Di satu daerah, lanjutnya, anggota TNI/Polri bisa mendaftar sebagai calon kepala daerah hanya dengan menunjukkan surat pengunduran diri, tetapi di daerah lain mensyaratkan surat penonaktifan.
Ketentuan tersebut juga tidak sejalan dengan reformasi sektor keamanan khususnya reformasi TNI dan Polri yang ditandai dengan hilangnya fungsi sosial politik dan kekaryaan.
“Anggota TNI, Polri, dan pegawai negeri sipil (PNS) dilarang berpolitik dalam rangka melindungi tanah air dan memberikan pelayanan yang optimal kepada masyarakat,” tegas Gunawan saat mendaftarkan gugatan.
Masalah krusial adalah saat mereka mendaftarkan diri ke KPU tapi tanpa hitam di atas putih keabsahan mundur, tidak bisa dibenarkan.
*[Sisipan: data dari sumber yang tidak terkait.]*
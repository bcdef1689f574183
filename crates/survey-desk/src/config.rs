use std::path::{Path, PathBuf};

use serde::{Deserialize, Serialize};

use survey_auth::session::{Role, Session};

/// Current config version. Bump this when adding fields or changing shape.
/// Each bump requires a corresponding entry in [`migrate`].
const CURRENT_VERSION: u32 = 2;

const DEFAULT_TIMEOUT_SECS: u64 = 30;

#[derive(Debug, Clone, Serialize, Deserialize)]
pub struct DeskConfig {
    /// Schema version. Missing or 0 = pre-versioned config.
    #[serde(default)]
    pub config_version: u32,
    pub api_base_url: String,
    /// Added in v1.
    #[serde(default = "default_timeout_secs")]
    pub request_timeout_secs: u64,
    /// Signed-in user. Added in v2; v1 kept a bare token with no identity.
    #[serde(default)]
    pub session: Option<StoredSession>,
    pub created_at: jiff::Timestamp,
}

/// Identity remembered from the last sign-in.
#[derive(Debug, Clone, Serialize, Deserialize)]
pub struct StoredSession {
    pub user_id: String,
    pub role: Role,
    pub token: String,
    #[serde(skip_serializing_if = "Option::is_none", default)]
    pub email: Option<String>,
}

impl StoredSession {
    pub fn to_session(&self) -> Session {
        let session = Session::new(self.user_id.clone(), self.role, self.token.clone());
        match &self.email {
            Some(email) => session.with_email(email.clone()),
            None => session,
        }
    }
}

/// Redacted config info safe to print or log.
#[derive(Debug, Clone, Serialize)]
pub struct ConfigInfo {
    pub api_base_url: String,
    pub request_timeout_secs: u64,
    pub created_at: String,
    pub user_id: Option<String>,
    pub role: Option<Role>,
    pub token_hint: Option<String>,
}

fn default_timeout_secs() -> u64 {
    DEFAULT_TIMEOUT_SECS
}

impl DeskConfig {
    pub fn new(api_base_url: impl Into<String>) -> Self {
        Self {
            config_version: CURRENT_VERSION,
            api_base_url: api_base_url.into(),
            request_timeout_secs: DEFAULT_TIMEOUT_SECS,
            session: None,
            created_at: jiff::Timestamp::now(),
        }
    }

    /// Apply `SURVEY_API_URL` and `SURVEY_TOKEN` from the environment.
    pub fn apply_env_overrides(&mut self) {
        self.apply_overrides(
            std::env::var("SURVEY_API_URL").ok(),
            std::env::var("SURVEY_TOKEN").ok(),
        );
    }

    fn apply_overrides(&mut self, api_url: Option<String>, token: Option<String>) {
        if let Some(url) = api_url.filter(|u| !u.trim().is_empty()) {
            self.api_base_url = url;
        }
        if let Some(token) = token.filter(|t| !t.trim().is_empty())
            && let Some(session) = self.session.as_mut()
        {
            session.token = token;
        }
    }
}

fn config_dir() -> eyre::Result<PathBuf> {
    let base = dirs::config_dir().ok_or_else(|| eyre::eyre!("no config directory found"))?;
    Ok(base.join("edu.survey.desk"))
}

pub fn config_path() -> eyre::Result<PathBuf> {
    Ok(config_dir()?.join("config.json"))
}

pub fn has_config() -> bool {
    config_path().map(|p| p.exists()).unwrap_or(false)
}

pub fn load_config() -> eyre::Result<DeskConfig> {
    load_config_from(&config_path()?)
}

pub fn load_config_from(path: &Path) -> eyre::Result<DeskConfig> {
    let contents = std::fs::read_to_string(path)
        .map_err(|e| eyre::eyre!("failed to read config at {}: {e}", path.display()))?;

    // Parse as raw JSON so we can run migrations before deserializing.
    let json: serde_json::Value = serde_json::from_str(&contents)?;
    let on_disk_version = json
        .get("config_version")
        .and_then(|v| v.as_u64())
        .unwrap_or(0) as u32;

    let migrated = migrate(json, on_disk_version)?;
    let config: DeskConfig = serde_json::from_value(migrated)?;
    Ok(config)
}

/// Run sequential migrations from `from_version` up to [`CURRENT_VERSION`].
fn migrate(mut json: serde_json::Value, from_version: u32) -> eyre::Result<serde_json::Value> {
    if from_version > CURRENT_VERSION {
        return Err(eyre::eyre!(
            "config_version {from_version} is newer than this build supports ({CURRENT_VERSION}). \
             Please update survey-desk."
        ));
    }

    let obj = json
        .as_object_mut()
        .ok_or_else(|| eyre::eyre!("config is not a JSON object"))?;

    // v0 → v1: request timeout
    if from_version < 1 {
        obj.entry("request_timeout_secs")
            .or_insert(serde_json::Value::Number(DEFAULT_TIMEOUT_SECS.into()));
        tracing::info!("migrated config v0 → v1 (added request_timeout_secs)");
    }

    // v1 → v2: the bare token has no identity attached and cannot be turned
    // into a session, so it is dropped and the user signs in again.
    if from_version < 2 {
        if obj.remove("token").is_some() {
            tracing::info!("dropped pre-v2 token; sign in again");
        }
        obj.entry("session").or_insert(serde_json::Value::Null);
        tracing::info!("migrated config v1 → v2 (added session)");
    }

    obj.insert(
        "config_version".to_string(),
        serde_json::Value::Number(CURRENT_VERSION.into()),
    );

    Ok(json)
}

pub fn save_config(config: &DeskConfig) -> eyre::Result<PathBuf> {
    save_config_in(&config_dir()?, config)
}

pub fn save_config_in(dir: &Path, config: &DeskConfig) -> eyre::Result<PathBuf> {
    std::fs::create_dir_all(dir)?;

    // Always write the current version, regardless of what was loaded.
    let mut stamped = config.clone();
    stamped.config_version = CURRENT_VERSION;

    let path = dir.join("config.json");
    let json = serde_json::to_string_pretty(&stamped)?;

    // Write to a temp file then rename for atomicity
    let tmp_path = dir.join("config.json.tmp");
    std::fs::write(&tmp_path, json.as_bytes())?;

    // The file holds a bearer token
    #[cfg(unix)]
    {
        use std::os::unix::fs::PermissionsExt;
        std::fs::set_permissions(&tmp_path, std::fs::Permissions::from_mode(0o600))?;
    }

    std::fs::rename(&tmp_path, &path)?;

    tracing::info!(path = %path.display(), "config saved");
    Ok(path)
}

pub fn delete_config() -> eyre::Result<()> {
    let path = config_path()?;
    if path.exists() {
        std::fs::remove_file(&path)?;
        tracing::info!(path = %path.display(), "config deleted");
    }
    Ok(())
}

pub fn config_info(config: &DeskConfig) -> ConfigInfo {
    let (user_id, role, token_hint) = match &config.session {
        Some(session) => (
            Some(session.user_id.clone()),
            Some(session.role),
            Some(redact_token(&session.token)),
        ),
        None => (None, None, None),
    };

    ConfigInfo {
        api_base_url: config.api_base_url.clone(),
        request_timeout_secs: config.request_timeout_secs,
        created_at: config.created_at.to_string(),
        user_id,
        role,
        token_hint,
    }
}

fn redact_token(token: &str) -> String {
    if token.len() <= 8 {
        return "****".to_string();
    }
    match (token.get(..4), token.get(token.len() - 4..)) {
        (Some(prefix), Some(suffix)) => format!("{prefix}...{suffix}"),
        _ => "****".to_string(),
    }
}
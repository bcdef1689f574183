use assert_matches::assert_matches;
use axum::extract::Path;
use axum::http::{HeaderMap, StatusCode};
use axum::routing::{get, patch};
use axum::{Json, Router};
use serde_json::{json, Value};
use survey_auth::session::{Role, Session};
use survey_client::{ClientError, HttpSurveyService, SurveyService};
use survey_core::quick_edit::PartialUpdate;

fn survey_json(id: i64, status: &str) -> Value {
    json!({
        "surveyId": id,
        "title": format!("Survey {id}"),
        "status": status,
        "currentParticipants": 0,
        "requiredParticipants": 10,
        "targetGender": "all",
        "targetAcademicYears": [1],
        "targetDepartmentIds": []
    })
}

fn authorized(headers: &HeaderMap) -> bool {
    headers
        .get("authorization")
        .and_then(|v| v.to_str().ok())
        .is_some_and(|v| v == "Bearer test-token")
}

async fn all_surveys(headers: HeaderMap) -> (StatusCode, Json<Value>) {
    if !authorized(&headers) {
        return (
            StatusCode::UNAUTHORIZED,
            Json(json!({ "message": "missing token" })),
        );
    }
    (
        StatusCode::OK,
        Json(json!([survey_json(1, "draft"), survey_json(2, "active")])),
    )
}

async fn admin_surveys() -> Json<Value> {
    Json(json!({ "data": [survey_json(5, "inactive")] }))
}

async fn update_dates(Path(id): Path<i64>, Json(body): Json<Value>) -> (StatusCode, Json<Value>) {
    if id == 404 {
        return (
            StatusCode::NOT_FOUND,
            Json(json!({ "error": "survey not found" })),
        );
    }
    let mut survey = survey_json(id, "active");
    survey["requiredParticipants"] = body["requiredParticipants"].clone();
    if let Some(end) = body.get("endDate") {
        survey["endDate"] = end.clone();
    }
    survey["echo"] = body;
    (StatusCode::OK, Json(json!({ "data": survey })))
}

async fn spawn_api() -> String {
    let app = Router::new()
        .route("/surveys", get(all_surveys))
        .route("/surveys/admin", get(admin_surveys))
        .route("/surveys/{id}/dates", patch(update_dates));

    let listener = tokio::net::TcpListener::bind("127.0.0.1:0").await.unwrap();
    let addr = listener.local_addr().unwrap();
    tokio::spawn(async move {
        axum::serve(listener, app).await.unwrap();
    });
    format!("http://{addr}/")
}

fn session(role: Role) -> Session {
    Session::new("42", role, "test-token")
}

#[tokio::test]
async fn lists_all_surveys_with_bearer_token() {
    let service = HttpSurveyService::new(spawn_api().await);
    let surveys = service.all_surveys(&session(Role::Admin)).await.unwrap();
    assert_eq!(
        surveys.iter().map(|s| s.survey_id).collect::<Vec<_>>(),
        vec![1, 2]
    );
}

#[tokio::test]
async fn unwraps_data_envelope_for_owned_surveys() {
    let service = HttpSurveyService::new(spawn_api().await);
    let surveys = service.my_surveys(&session(Role::Admin)).await.unwrap();
    assert_eq!(surveys.len(), 1);
    assert_eq!(surveys[0].survey_id, 5);
}

#[tokio::test]
async fn students_have_no_owned_list() {
    let service = HttpSurveyService::new(spawn_api().await);
    let result = service.my_surveys(&session(Role::Student)).await;
    assert_matches!(result, Err(ClientError::Forbidden(_)));
}

#[tokio::test]
async fn server_message_is_surfaced_on_failure() {
    let service = HttpSurveyService::new(spawn_api().await);
    let anonymous = Session::new("42", Role::Admin, "wrong");
    let err = service.all_surveys(&anonymous).await.unwrap_err();
    assert_matches!(err, ClientError::Api { status: 401, .. });
    assert_eq!(err.server_message(), Some("missing token"));
}

#[tokio::test]
async fn update_sends_only_present_keys() {
    let service = HttpSurveyService::new(spawn_api().await);
    let update = PartialUpdate {
        start_date: None,
        end_date: Some(jiff::civil::date(2025, 7, 1)),
        required_participants: 25,
    };
    let survey = service
        .update_survey_dates(&session(Role::Teacher), 9, &update)
        .await
        .unwrap();

    assert_eq!(survey.survey_id, 9);
    assert_eq!(survey.required_participants, 25);
    assert_eq!(survey.end_date.as_deref(), Some("2025-07-01"));
    let echo = &survey.extra["echo"];
    assert!(echo.get("startDate").is_none());
}

#[tokio::test]
async fn update_failure_carries_error_field() {
    let service = HttpSurveyService::new(spawn_api().await);
    let update = PartialUpdate {
        start_date: None,
        end_date: None,
        required_participants: 1,
    };
    let err = service
        .update_survey_dates(&session(Role::Admin), 404, &update)
        .await
        .unwrap_err();
    assert_matches!(err, ClientError::Api { status: 404, .. });
    assert_eq!(err.server_message(), Some("survey not found"));
}
use std::time::Duration;

use eyre::Result;
use jsonwebtoken::DecodingKey;
use tracing_subscriber::EnvFilter;

use survey_auth::jwt::session_from_token;
use survey_auth::session::{Role, Session};
use survey_client::HttpSurveyService;
use survey_core::filter::{GenderFilter, IdSelection, OwnerScope, StatusFilter};
use survey_core::quick_edit::EditDraft;
use survey_desk::board::{BoardView, SurveyBoard};
use survey_desk::config::{self, DeskConfig, StoredSession};

const USAGE: &str = "usage:
  survey-desk login <api-url> <user-id> <admin|teacher> <token>
  survey-desk logout
  survey-desk config
  survey-desk [list]
  survey-desk edit <survey-id> <start|-> <end|-> <required-participants>

list filters come from SURVEY_SCOPE, SURVEY_STATUS, SURVEY_QUERY,
SURVEY_GENDER, SURVEY_YEARS and SURVEY_DEPARTMENTS (comma separated).";

#[tokio::main]
async fn main() -> Result<()> {
    color_eyre::install()?;
    init_tracing();

    let args: Vec<String> = std::env::args().skip(1).collect();
    let args: Vec<&str> = args.iter().map(String::as_str).collect();

    match args.as_slice() {
        ["login", api_url, user_id, role, token] => login(api_url, user_id, role, token),
        ["logout"] => config::delete_config(),
        ["config"] => show_config(),
        [] | ["list"] => {
            let board = open_board().await?;
            apply_env_filters(&board).await?;
            let result = board.refresh().await;
            print_notices(&board).await;
            result?;
            print_board(&board.view().await);
            board.close().await;
            Ok(())
        }
        ["edit", survey_id, start, end, required] => {
            let board = open_board().await?;
            board.refresh().await?;
            let result = quick_edit(&board, survey_id, start, end, required).await;
            print_notices(&board).await;
            board.close().await;
            result
        }
        _ => Err(eyre::eyre!("{USAGE}")),
    }
}

fn init_tracing() {
    let filter =
        EnvFilter::try_from_default_env().unwrap_or_else(|_| EnvFilter::new("info"));
    if std::env::var("SURVEY_DESK_LOG_JSON").is_ok_and(|v| v == "1") {
        tracing_subscriber::fmt().with_env_filter(filter).json().init();
    } else {
        tracing_subscriber::fmt().with_env_filter(filter).init();
    }
}

fn login(api_url: &str, user_id: &str, role: &str, token: &str) -> Result<()> {
    let role: Role = role.parse()?;
    let mut desk_config = if config::has_config() {
        config::load_config()?
    } else {
        DeskConfig::new(api_url)
    };
    desk_config.api_base_url = api_url.to_string();
    desk_config.session = Some(StoredSession {
        user_id: user_id.to_string(),
        role,
        token: token.to_string(),
        email: None,
    });
    let path = config::save_config(&desk_config)?;
    println!("signed in as {user_id} ({role}); config at {}", path.display());
    Ok(())
}

fn show_config() -> Result<()> {
    let mut desk_config = config::load_config()?;
    desk_config.apply_env_overrides();
    let info = config::config_info(&desk_config);
    println!("{}", serde_json::to_string_pretty(&info)?);
    Ok(())
}

/// Session from the stored sign-in. When `SURVEY_TOKEN_SECRET` is set the
/// token is verified and its claims replace the stored identity.
fn resolve_session(desk_config: &DeskConfig) -> Result<Session> {
    let stored = desk_config
        .session
        .as_ref()
        .ok_or_else(|| eyre::eyre!("not signed in\n\n{USAGE}"))?;

    match std::env::var("SURVEY_TOKEN_SECRET") {
        Ok(secret) if !secret.is_empty() => {
            let key = DecodingKey::from_secret(secret.as_bytes());
            Ok(session_from_token(&stored.token, &key)?)
        }
        _ => Ok(stored.to_session()),
    }
}

async fn open_board() -> Result<SurveyBoard<HttpSurveyService>> {
    let mut desk_config = config::load_config()?;
    desk_config.apply_env_overrides();
    let session = resolve_session(&desk_config)?;

    let service = HttpSurveyService::with_timeout(
        desk_config.api_base_url.clone(),
        Duration::from_secs(desk_config.request_timeout_secs),
    )?;
    tracing::info!(api = service.base_url(), role = %session.role, "opening survey board");
    Ok(SurveyBoard::new(service, session)?)
}

fn env_filter(name: &str) -> Option<String> {
    std::env::var(name).ok().filter(|v| !v.trim().is_empty())
}

async fn apply_env_filters(board: &SurveyBoard<HttpSurveyService>) -> Result<()> {
    if let Some(scope) = env_filter("SURVEY_SCOPE") {
        let scope = match scope.trim().to_ascii_lowercase().as_str() {
            "all" => OwnerScope::All,
            "mine" => OwnerScope::Mine,
            other => return Err(eyre::eyre!("unknown scope: {other}")),
        };
        board.set_scope(scope).await;
    }
    if let Some(status) = env_filter("SURVEY_STATUS") {
        board.set_status_filter(status.parse::<StatusFilter>()?).await;
    }
    if let Some(query) = env_filter("SURVEY_QUERY") {
        board.set_query(query).await;
    }
    if let Some(gender) = env_filter("SURVEY_GENDER") {
        board.set_gender_filter(gender.parse::<GenderFilter>()?).await;
    }
    if let Some(years) = env_filter("SURVEY_YEARS") {
        board
            .set_year_filter(IdSelection::from_inputs(years.split(',')))
            .await;
    }
    if let Some(departments) = env_filter("SURVEY_DEPARTMENTS") {
        board
            .set_department_filter(IdSelection::from_inputs(departments.split(',')))
            .await;
    }
    Ok(())
}

async fn quick_edit(
    board: &SurveyBoard<HttpSurveyService>,
    survey_id: &str,
    start: &str,
    end: &str,
    required: &str,
) -> Result<()> {
    let survey_id: i64 = survey_id.parse()?;
    let editable = board.open_edit(survey_id).await?;

    // "-" keeps the current value
    let start = if start == "-" { None } else { Some(EditDraft::parse_date_input(start)?) };
    let end = if end == "-" { None } else { Some(EditDraft::parse_date_input(end)?) };
    let required: i64 = required.parse()?;

    if start.is_some() && !editable.start_date {
        println!("start date of survey {survey_id} is locked; it will not be changed");
    }

    board
        .edit_draft(|draft| {
            if let Some(start) = start {
                draft.start_date = start;
            }
            if let Some(end) = end {
                draft.end_date = end;
            }
            draft.required_participants = required;
        })
        .await?;

    let updated = board.save_edit().await?;
    println!(
        "survey {} now runs {} → {} with target {}",
        updated.survey_id,
        updated.start_date.as_deref().unwrap_or("-"),
        updated.end_date.as_deref().unwrap_or("-"),
        updated.required_participants,
    );
    Ok(())
}

async fn print_notices(board: &SurveyBoard<HttpSurveyService>) {
    for notice in board.take_notices().await {
        eprintln!("[{:?}] {}", notice.level, notice.message);
    }
}

fn print_board(view: &BoardView) {
    let metrics = &view.metrics;
    println!(
        "{} surveys, {} responses",
        metrics.total_surveys, metrics.total_responses
    );
    let counts: Vec<String> = metrics
        .by_status
        .iter()
        .map(|(status, count)| format!("{}: {count}", status.label()))
        .collect();
    if !counts.is_empty() {
        println!("{}", counts.join("  "));
    }
    println!();

    for survey in &view.surveys {
        println!(
            "{:>6}  {:<9}  {:>4}/{:<4}  {} → {}  {}",
            survey.survey_id,
            survey.status.as_str(),
            survey.current_participants,
            survey.required_participants,
            survey
                .start_day()
                .map(|d| d.to_string())
                .unwrap_or_else(|| "-".to_string()),
            survey
                .end_day()
                .map(|d| d.to_string())
                .unwrap_or_else(|| "-".to_string()),
            survey.title,
        );
    }
}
Pembenaran menurutnya melanggar hukum
“Kalau sewaktu mendaftar masih dalam posisi anggota TNI/Polri aktif (karena belum ada surat penonaktifan dari atasannya), itu jelas melanggar sistem demokrasi yang diatur berdasarkan hukum. Itu mirip dengan model kekaryaan zaman dahulu, anggota TNI/Polri ditugaskan disipilkan,” kata Gunawan. *

Tambul: Serba Tak Transparan

Pontianak – Calon Gubernur Kalbar bernomor urut 4, H Abang Tambul Husin geleng kepala ketika ditanya proses pendaftaran bakal calon, verifikasi, pemeriksaan kesehatan, hingga penetapan nomor urut oleh KPU Kalbar.
“Semua serba tidak transparan. Karena itu masyarakat harus diberikan penjelasan tentang semua yang menyangkut pemilukada ini. Saya hanya bisa geleng-geleng kepala,” kata Tambul menjawab Rakyat Kalbar via ponselnya sebelum bertolak ke Jakarta, kemarin.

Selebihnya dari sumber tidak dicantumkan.